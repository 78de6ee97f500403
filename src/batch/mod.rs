//! Batch orchestration
//!
//! Drives an ordered slice of [`Command`]s through one [`Connection`]:
//! primary action, optional check, and on the first command that does not
//! pass, the unwind plan chosen by the [`RollbackPolicy`]. Commands are
//! mutated in place so the caller can inspect every phase afterwards.

mod unwind;

use tracing::{debug, error, info, warn, Instrument};

use crate::command::Command;
use crate::execution::PhaseExecutor;
use crate::logging;
use crate::policy::RollbackPolicy;
use crate::transport::Connection;
use crate::types::{BatchError, CommandStatus, Phase, PhaseRecord};

use self::unwind::execute_unwind;

/// Check the batch against the policy without touching the connection
pub fn validate_batch(commands: &[Command], policy: RollbackPolicy) -> Result<(), BatchError> {
    if commands.is_empty() {
        return Err(BatchError::EmptyBatch);
    }

    if let Some((index, command)) = commands
        .iter()
        .enumerate()
        .find(|(_, command)| command.status() != CommandStatus::Init)
    {
        return Err(BatchError::AlreadyExecuted {
            index,
            name: command.name().to_string(),
            status: command.status(),
        });
    }

    if policy.requires_rollback_actions() {
        if let Some((index, command)) = commands
            .iter()
            .enumerate()
            .find(|(_, command)| !command.has_rollback())
        {
            return Err(BatchError::MissingRollbackAction {
                index,
                name: command.name().to_string(),
            });
        }
    }

    Ok(())
}

/// Run `commands` on `connection` under `policy`
pub async fn run_batch(
    commands: &mut [Command],
    policy: RollbackPolicy,
    connection: &Connection,
) -> Result<(), BatchError> {
    BatchRunner::new(connection, policy).run(commands).await
}

/// Reusable orchestrator bound to one connection and policy
#[derive(Debug)]
pub struct BatchRunner<'a> {
    connection: &'a Connection,
    policy: RollbackPolicy,
    batch_id: String,
}

/// Why forward processing stopped
enum Stop {
    EmptyAction,
    Failed(CommandStatus),
}

impl<'a> BatchRunner<'a> {
    pub fn new(connection: &'a Connection, policy: RollbackPolicy) -> Self {
        Self {
            connection,
            policy,
            batch_id: generate_batch_id(),
        }
    }

    /// Override the generated batch id used in log spans
    pub fn with_batch_id(mut self, batch_id: impl Into<String>) -> Self {
        self.batch_id = batch_id.into();
        self
    }

    pub fn batch_id(&self) -> &str {
        &self.batch_id
    }

    pub fn policy(&self) -> RollbackPolicy {
        self.policy
    }

    /// Run the batch. `Ok(())` only when every command passed; otherwise the
    /// error names the command that stopped the batch and what was unwound.
    pub async fn run(&self, commands: &mut [Command]) -> Result<(), BatchError> {
        validate_batch(commands, self.policy)?;

        if let Some(e) = self.connection.err() {
            error!(
                address = %self.connection.address(),
                error = %e,
                "Refusing to run batch on failed connection"
            );
            return Err(BatchError::Connection(e.clone()));
        }

        let _guard = self
            .connection
            .try_begin_batch()
            .ok_or(BatchError::ConnectionBusy)?;

        let span = logging::batch_span(&self.batch_id);
        self.run_commands(commands).instrument(span).await
    }

    async fn run_commands(&self, commands: &mut [Command]) -> Result<(), BatchError> {
        info!(
            target_host = %self.connection.describe(),
            policy = %self.policy,
            command_count = commands.len(),
            "Starting batch"
        );

        let executor = PhaseExecutor::new(self.connection);

        for index in 0..commands.len() {
            let span = logging::command_span(&self.batch_id, index, commands[index].name());
            let stop = self
                .run_command(&executor, &mut commands[index], index)
                .instrument(span)
                .await;

            let Some(stop) = stop else {
                continue;
            };

            let name = commands[index].name().to_string();
            let plan = self.policy.unwind_plan(commands, index);
            debug!(index = index, plan = ?plan, policy = %self.policy, "Computed unwind plan");

            let rollbacks = execute_unwind(&executor, commands, &plan).await;

            return Err(match stop {
                Stop::EmptyAction => BatchError::EmptyCommand {
                    index,
                    name,
                    rollbacks,
                },
                Stop::Failed(status) => BatchError::BatchFailed {
                    index,
                    name,
                    status,
                    rollbacks,
                },
            });
        }

        info!(command_count = commands.len(), "Batch completed successfully");
        Ok(())
    }

    /// Primary and check phases of one command; `None` when it passed
    async fn run_command(
        &self,
        executor: &PhaseExecutor<'_>,
        command: &mut Command,
        index: usize,
    ) -> Option<Stop> {
        if command.action(Phase::Primary).is_empty() {
            warn!(index = index, command = %command.name(), "Command has an empty action");
            let record = PhaseRecord {
                started_at: chrono::Utc::now().timestamp(),
                error: Some("empty action".to_string()),
                ..PhaseRecord::default()
            };
            record_phase(command, Phase::Primary, record);
            return Some(Stop::EmptyAction);
        }

        info!(index = index, command = %command.name(), "Running command");

        let record = executor.execute(command, Phase::Primary).await;
        let exit_code = record.exit_code;
        let duration_ms = record.duration_ms;
        let status = record_phase(command, Phase::Primary, record);

        if status != CommandStatus::Success {
            error!(
                index = index,
                command = %command.name(),
                exit_code = ?exit_code,
                duration_ms = duration_ms,
                "Command failed"
            );
            return Some(Stop::Failed(status));
        }

        if command.needs_check() {
            let record = executor.execute(command, Phase::Check).await;
            let exit_code = record.exit_code;
            let status = record_phase(command, Phase::Check, record);

            if status != CommandStatus::CheckSuccess {
                error!(
                    index = index,
                    command = %command.name(),
                    exit_code = ?exit_code,
                    expected = ?command.expected_result(),
                    actual = ?command.check_output(),
                    "Check did not match expected result"
                );
                return Some(Stop::Failed(status));
            }
        }

        if !command.check_passed() {
            return Some(Stop::Failed(command.status()));
        }

        info!(
            index = index,
            command = %command.name(),
            status = %command.status(),
            duration_ms = duration_ms,
            "Command passed"
        );
        None
    }
}

/// Record a phase result; a rejected transition leaves the status as it was
fn record_phase(command: &mut Command, phase: Phase, record: PhaseRecord) -> CommandStatus {
    let result = match phase {
        Phase::Primary => command.record_primary(record),
        Phase::Check => command.record_check(record),
        Phase::Rollback => command.record_rollback(record),
    };

    match result {
        Ok(status) => status,
        Err(e) => {
            error!(command = %command.name(), phase = %phase, error = %e, "Phase result rejected");
            command.status()
        }
    }
}

/// Generate a batch id for log correlation
pub fn generate_batch_id() -> String {
    let now = chrono::Utc::now();
    format!(
        "batch-{}-{:03}",
        now.format("%Y%m%d-%H%M%S"),
        now.timestamp_subsec_millis()
    )
}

********

EXERCISE DESCRIPTION: Show every line of the material above in which "plan" is present.

ANSWER SECTION:
//! pass, the unwind plan chosen by the [`RollbackPolicy`]. Commands are
            let plan = self.policy.unwind_plan(commands, index);
            debug!(index = index, plan = ?plan, policy = %self.policy, "Computed unwind plan");
            let rollbacks = execute_unwind(&executor, commands, &plan).await;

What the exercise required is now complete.